We then extended our analysis to interrogate unique signaling pathways uncovered by different extraction strategies. As indicated in Figure 4, IPA revealed key signaling pathways that regulate proliferation, differentiation, invasion, and metastasis of breast cancer cells (highlighted in red), such as IL-7 Signaling Pathway, EGF Signaling, FGF Signaling, GMCSF Signaling, PI3K/AKT Signaling, and p53 Signaling. All of these were identified in the preparation using the SCAD method (P-value < 0.05), while only a few of them passed the significance threshold using the other two methods, highlighting the superior performance of the SCAD method in regard to extracting signaling molecules that regulate crucial cellular processes inside the cancer cells.
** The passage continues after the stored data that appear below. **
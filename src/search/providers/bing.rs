use crate::config::SearchProviderKind;
use crate::search::{
    usable_image, SearchCredentials, SearchError, SearchProvider, SearchResult, MAX_RESULTS,
};
use std::time::Duration;

const ENDPOINT: &str = "https://api.bing.microsoft.com/v7.0/search";

/// Bing Web Search v7 provider
pub struct BingSearchProvider {
    client: reqwest::Client,
    endpoint: String,
}

impl BingSearchProvider {
    pub fn new() -> Self {
        Self {
            client: reqwest::Client::builder()
                .timeout(Duration::from_secs(15))
                .build()
                .unwrap_or_default(),
            endpoint: ENDPOINT.to_string(),
        }
    }

    pub fn with_endpoint(mut self, endpoint: impl Into<String>) -> Self {
        self.endpoint = endpoint.into();
        self
    }

    pub fn parse_response(json: &serde_json::Value) -> Result<Vec<SearchResult>, SearchError> {
        let pages = json["webPages"]["value"]
            .as_array()
            .map(Vec::as_slice)
            .unwrap_or(&[]);
        if pages.is_empty() {
            return Err(SearchError::NoResults {
                provider: SearchProviderKind::Bing.label(),
            });
        }

        Ok(pages
            .iter()
            .take(MAX_RESULTS)
            .map(|page| SearchResult {
                title: page["name"].as_str().unwrap_or("").to_string(),
                link: page["url"].as_str().unwrap_or("").to_string(),
                snippet: page["snippet"].as_str().unwrap_or("").to_string(),
                source: SearchProviderKind::Bing.label().to_string(),
                image: usable_image(page["openGraphImage"]["contentUrl"].as_str()),
            })
            .collect())
    }
}

impl Default for BingSearchProvider {
    fn default() -> Self {
        Self::new()
    }
}

#[async_trait::async_trait]
impl SearchProvider for BingSearchProvider {
    fn kind(&self) -> SearchProviderKind {
        SearchProviderKind::Bing
    }

    fn supports_images(&self) -> bool {
        true
    }

    async fn search(
        &self,
        query: &str,
        credentials: &SearchCredentials,
    ) -> Result<Vec<SearchResult>, SearchError> {
        let Some(api_key) = &credentials.api_key else {
            return Err(SearchError::MissingCredentials {
                provider: self.kind().label(),
                fields: "API Key",
            });
        };

        tracing::debug!(query = %query, "performing bing search");

        let count = MAX_RESULTS.to_string();
        let response = self
            .client
            .get(&self.endpoint)
            .header("Ocp-Apim-Subscription-Key", api_key)
            .query(&[("q", query), ("count", count.as_str())])
            .send()
            .await
            .map_err(|e| SearchError::network(self.kind(), e))?;

        if !response.status().is_success() {
            let status = response.status();
            tracing::warn!(status = %status, "bing search api error");
            return Err(SearchError::http(self.kind(), status));
        }

        let json: serde_json::Value = response
            .json()
            .await
            .map_err(|e| SearchError::network(self.kind(), e))?;

        Self::parse_response(&json)
    }
}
Quantitative Protein Profiling
After the in-depth characterization of the protein IDs, we moved on to perform quantitative protein profiling and attempted to elucidate the extraction bias introduced by different experimental designs. Here, MaxQuant LFQ method was utilized to analyze the data from the three different extraction methods.41,42 We used hierarchical clustering to categorize the proteins into different groups based on their expression profiles. As illustrated in Figure 5, the proteins can be well classified into four distinct clusters. For the set of proteins that were better extracted by FASP and SCAD methods, various types of membrane proteins were enriched. In contrast, the enriched proteins using the urea and SCAD methods were localized in cytoplasm or bound to nuclear component. The FASP method showed enrichment of proteins involved in cell-cell interaction (Figure S-8), and no specific subcellular distributions were identified for the proteins that have higher extraction efficiency in FASP and urea. In line with the previous publication,22 the detergent based FASP method showed better enrichment of membrane proteins as compared to the urea method, whereas the nuclear and cellular proteins were significantly enriched by chaotropic buffers like urea. By conducting serial extractions, the SCAD method combines the advantages of FASP and urea for higher extraction efficiency of membrane and intracellular and nuclear proteins, resulting in a more comprehensive and unbiased protein extraction method for quantitative analysis.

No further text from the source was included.